В результате опыта обучения полицейских, судей и адвокатов в течение последних пяти лет я натолкнулся на одну забавную мысль, которую теперь использую на своих семинарах: похоже, вся система уголовного права была придумана человеком, явно желающим, чтобы выявить обман по манере поведения обвиняемого на суде было никоим образом невозможно. Подозреваемому дается возможность подготовиться и прорепетировать свои ответы заранее, до того как судьи или присяжные будут оценивать их правдивость, а это повышает его уверенность в себе и уменьшает боязнь разоблачения. Один–ноль в пользу подозреваемого.
Допрос и перекрестный допрос проводятся спустя месяцы, а то и годы после совершения преступления, когда эмоции, связанные с этим событием, уже побледнели. Два–ноль в пользу подозреваемого.
В ожидании начала суда, назначаемого тоже далеко не сразу, подозреваемый успевает так много раз повторить свою лживую историю, что и сам может наконец в нее поверить; и, давая показания, он, в некотором смысле, уже не будет лгать. Три–ноль в пользу подозреваемого.
Как правило, адвокат подготавливает своего подзащитного к перекрестному допросу, вплоть до репетиций, а заданные вопросы часто допускают односложные ответы «да» или «нет». Четыре– ноль в пользу подозреваемого.
Теперь представьте себе невиновного обвиняемого, который ужасно боится, что на суде ему не поверят. Если ему не поверили полицейские, прокурор и судья, когда он до суда обращался с просьбой об освобождении, то почему должны ему поверить присяжные? Признаки этого страха могут быть интерпретированы неверно и приняты за страх действительного преступника, который боится, что будет уличен. Пять–ноль в пользу настоящего преступника.
В то время как у судей и присяжных мало возможностей положиться на поведенческие признаки, этого нельзя сказать о человеке, который проводит первый допрос подозреваемого. Как правило, это полицейский или иногда, в случаях, связанных с детьми, – социальный работник. Самые большие шансы определить по поведенческим признакам, что подозреваемый лжет, именно у них. Подозреваемый еще не успел прорепетировать свои ответы и, скорее всего, либо боится быть уличенным, либо испытывает чувство вины за совершенное. Несмотря на самые лучшие намерения полицейских и социальных работников, они часто не подготовлены к тому, чтобы задавать непредвзятые и ненаводящие вопросы. Их не учили оценивать поведенческие признаки правдивости и лжи, и они необъективны, поскольку их профессия обязывает их делать определенного рода предположения[247].
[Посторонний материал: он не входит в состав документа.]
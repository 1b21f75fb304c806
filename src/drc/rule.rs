//! Rule model and rule file parsing
//!
//! A rule file is a sequence of s-expressions:
//!
//! ```text
//! (version 1)
//! (rule "clearance-power"
//!     (layer outer)
//!     (condition "A.NetClass == 'Power'")
//!     (constraint clearance (min 0.5mm)))
//! ```
//!
//! Parsing yields [`Rule`]s in declaration order; ordering by specificity is
//! done by the compiler.

use super::condition::{parse_length, Condition};
use super::error::ParseError;
use super::sexpr::{parse_sexprs, SExp};
use super::types::{Constraint, ConstraintOrigin, ConstraintType, MinOptMax};
use crate::board::{DisallowKind, Layer, LayerSet};

/// Highest rule language version this parser understands
pub const RULES_VERSION: u32 = 1;

/// Index of a rule in its [`RuleSet`](super::compiler::RuleSet) arena
#[derive(Debug, Clone, Copy, PartialEq, Eq, Hash, PartialOrd, Ord)]
pub struct RuleId(pub usize);

/// A parsed rule; immutable once compiled
#[derive(Debug, Clone, PartialEq)]
pub struct Rule {
    pub name: String,
    pub layer_mask: LayerSet,
    pub condition: Option<Condition>,
    pub constraints: Vec<Constraint>,
    /// Position among the rules of the same origin, in source order
    pub declaration: usize,
    pub origin: ConstraintOrigin,
}

impl Rule {
    pub fn new(name: &str, declaration: usize, origin: ConstraintOrigin) -> Self {
        Self {
            name: name.to_string(),
            layer_mask: LayerSet::all(),
            condition: None,
            constraints: Vec::new(),
            declaration,
            origin,
        }
    }

    /// Number of predicates in the condition; unconditional rules score zero
    pub fn priority(&self) -> u32 {
        self.condition.as_ref().map_or(0, |c| c.predicate_count())
    }

    /// Ordering key: more predicates first, then narrower layer mask,
    /// then later declaration
    pub fn specificity_key(&self) -> (std::cmp::Reverse<u32>, u32, std::cmp::Reverse<usize>) {
        (
            std::cmp::Reverse(self.priority()),
            self.layer_mask.count(),
            std::cmp::Reverse(self.declaration),
        )
    }

    pub fn constraint(&self, kind: ConstraintType) -> Option<&Constraint> {
        self.constraints.iter().find(|c| c.kind == kind)
    }
}

/// Parse rule file text into rules, in declaration order
pub fn parse_rules(text: &str) -> Result<Vec<Rule>, ParseError> {
    let mut rules = Vec::new();
    for node in parse_sexprs(text)? {
        match node.head() {
            Some("version") => parse_version(&node)?,
            Some("rule") => {
                let rule = parse_rule(&node, rules.len())?;
                rules.push(rule);
            }
            Some(other) => {
                return Err(node.error(format!("unexpected '{}', expected 'rule' or 'version'", other)))
            }
            None => return Err(node.error("expected '(rule ...)' or '(version ...)'")),
        }
    }
    Ok(rules)
}

fn list_items<'a>(node: &'a SExp) -> &'a [SExp] {
    node.as_list().unwrap_or(&[])
}

fn parse_version(node: &SExp) -> Result<(), ParseError> {
    let items = list_items(node);
    let Some(arg) = items.get(1) else {
        return Err(node.error("missing version number"));
    };
    let version: u32 = arg
        .as_atom()
        .and_then(|v| v.parse().ok())
        .ok_or_else(|| arg.error("version must be a number"))?;
    if version > RULES_VERSION {
        return Err(arg.error(format!("unsupported rules version {}", version)));
    }
    Ok(())
}

fn parse_rule(node: &SExp, declaration: usize) -> Result<Rule, ParseError> {
    let items = list_items(node);
    let name = items
        .get(1)
        .and_then(|n| n.as_text())
        .ok_or_else(|| node.error("rule is missing a name"))?;
    let mut rule = Rule::new(name, declaration, ConstraintOrigin::Authored);
    let mut has_layer = false;

    for clause in &items[2..] {
        match clause.head() {
            Some("layer") => {
                if has_layer {
                    return Err(clause.error("duplicate layer clause"));
                }
                rule.layer_mask = parse_layer(clause)?;
                has_layer = true;
            }
            Some("condition") => {
                if rule.condition.is_some() {
                    return Err(clause.error("duplicate condition clause"));
                }
                rule.condition = Some(parse_condition(clause)?);
            }
            Some("constraint") => {
                let constraint = parse_constraint(clause, name)?;
                if rule.constraint(constraint.kind).is_some() {
                    return Err(clause.error(format!("duplicate {} constraint", constraint.kind)));
                }
                rule.constraints.push(constraint);
            }
            Some(other) => return Err(clause.error(format!("unknown rule clause '{}'", other))),
            None => return Err(clause.error("expected a rule clause")),
        }
    }

    if rule.constraints.is_empty() {
        return Err(node.error(format!("rule '{}' has no constraints", name)));
    }
    Ok(rule)
}

fn parse_layer(clause: &SExp) -> Result<LayerSet, ParseError> {
    let items = list_items(clause);
    let Some(arg) = items.get(1) else {
        return Err(clause.error("missing layer name"));
    };
    if items.len() > 2 {
        return Err(items[2].error("layer clause takes a single layer"));
    }
    let text = arg.as_text().ok_or_else(|| arg.error("expected a layer name"))?;
    match text {
        "outer" => Ok(LayerSet::outer_copper()),
        "inner" => Ok(LayerSet::inner_copper()),
        "*.Cu" | "copper" => Ok(LayerSet::all_copper()),
        name => Layer::from_name(name)
            .map(|l| LayerSet::empty().with(l))
            .ok_or_else(|| arg.error(format!("unknown layer '{}'", name))),
    }
}

fn parse_condition(clause: &SExp) -> Result<Condition, ParseError> {
    let items = list_items(clause);
    match items.get(1) {
        Some(SExp::Str { text, line, column }) if items.len() == 2 => {
            // Expression offsets start after the opening quote
            Condition::parse(text, *line, column + 1)
        }
        Some(other) => Err(other.error("condition must be a single quoted expression")),
        None => Err(clause.error("missing condition expression")),
    }
}

fn parse_constraint(clause: &SExp, rule_name: &str) -> Result<Constraint, ParseError> {
    let items = list_items(clause);
    let Some(type_node) = items.get(1) else {
        return Err(clause.error("missing constraint type"));
    };
    let keyword = type_node.as_atom().ok_or_else(|| type_node.error("expected a constraint type"))?;
    let kind = ConstraintType::from_keyword(keyword)
        .ok_or_else(|| type_node.error(format!("unknown constraint type '{}'", keyword)))?;

    let mut constraint = Constraint::new(kind, MinOptMax::default(), rule_name);

    if kind == ConstraintType::Keepout {
        for arg in &items[2..] {
            let word = arg.as_atom().ok_or_else(|| arg.error("expected an item type"))?;
            let disallow = DisallowKind::from_keyword(word)
                .ok_or_else(|| arg.error(format!("unknown item type '{}'", word)))?;
            constraint.disallow = constraint.disallow.with(disallow);
        }
    } else {
        for arg in &items[2..] {
            let bound = arg.head().ok_or_else(|| arg.error("expected (min|opt|max value)"))?;
            let args = list_items(arg);
            let value_node = match args {
                [_, value] => value,
                _ => return Err(arg.error(format!("'{}' takes exactly one value", bound))),
            };
            let value = value_node
                .as_text()
                .and_then(parse_length)
                .ok_or_else(|| value_node.error("expected a length such as 0.2mm"))?;
            let slot = match bound {
                "min" => &mut constraint.value.min,
                "opt" => &mut constraint.value.opt,
                "max" => &mut constraint.value.max,
                other => return Err(arg.error(format!("unknown constraint bound '{}'", other))),
            };
            if slot.is_some() {
                return Err(arg.error(format!("duplicate '{}' value", bound)));
            }
            *slot = Some(value);
        }
    }

    constraint.validate().map_err(|message| clause.error(message))?;
    Ok(constraint)
}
Они считают, что почти все люди в чем-либо виновны и конечно же лгут, что возможно, и верно для большинства из тех, кого они допрашивают. Когда я впервые предложил мой тест по определению лжи офицерам полиции, оказалось, что многие из них сочли лжецами всех, кого увидели в фильме. «Никто никогда не говорит правду», – твердили они мне. Что же касается присяжных, то они, к счастью имеют дело с подозреваемыми в уголовных преступлениях не постоянно и потому не столь склонны предполагать, что подозреваемый обязательно виновен.